*Directions for this task*
Find how many lines below hold "UserDeleteFailed", and give that number as the entire answer.
(Dataset Opens)
use actix_web::{HttpRequest, HttpResponse, Result as ActixResult};

use super::UserService;
use crate::cache::user_cache_key;
use crate::models::{ApiResponse, ErrorCode};
use crate::services::{cache_of, current_user, internal_error, storage_of};

pub async fn delete_user(
    _service: &UserService,
    username: String,
    request: &HttpRequest,
) -> ActixResult<HttpResponse> {
    let admin = match current_user(request) {
        Ok(user) => user,
        Err(response) => return Ok(response),
    };
    let storage = storage_of(request)?;
    let cache = cache_of(request)?;

    if admin.username == username {
        return Ok(HttpResponse::BadRequest().json(ApiResponse::error_empty(
            ErrorCode::CanNotDeleteCurrentUser,
            "Kendi hesabınızı silemezsiniz.",
        )));
    }

    // 先取到 ID 以便清除缓存
    let target = match storage.get_user_by_username(&username).await {
        Ok(Some(user)) => user,
        Ok(None) => {
            return Ok(HttpResponse::NotFound().json(ApiResponse::error_empty(
                ErrorCode::UserNotFound,
                "Kullanıcı bulunamadı.",
            )));
        }
        Err(e) => return Ok(internal_error(ErrorCode::UserDeleteFailed, "User lookup failed", e)),
    };

    match storage.delete_user(&username).await {
        Ok(true) => {
            cache.remove(&user_cache_key(target.id)).await;
            tracing::warn!("Admin {} deleted user {}", admin.username, username);
            Ok(HttpResponse::Ok().json(ApiResponse::success_empty("Kullanıcı silindi.")))
        }
        Ok(false) => Ok(HttpResponse::NotFound().json(ApiResponse::error_empty(
            ErrorCode::UserNotFound,
            "Kullanıcı bulunamadı.",
        ))),
        Err(e) => Ok(internal_error(ErrorCode::UserDeleteFailed, "User deletion failed", e)),
    }
}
(Dataset Closes)
*Exercise answer*
2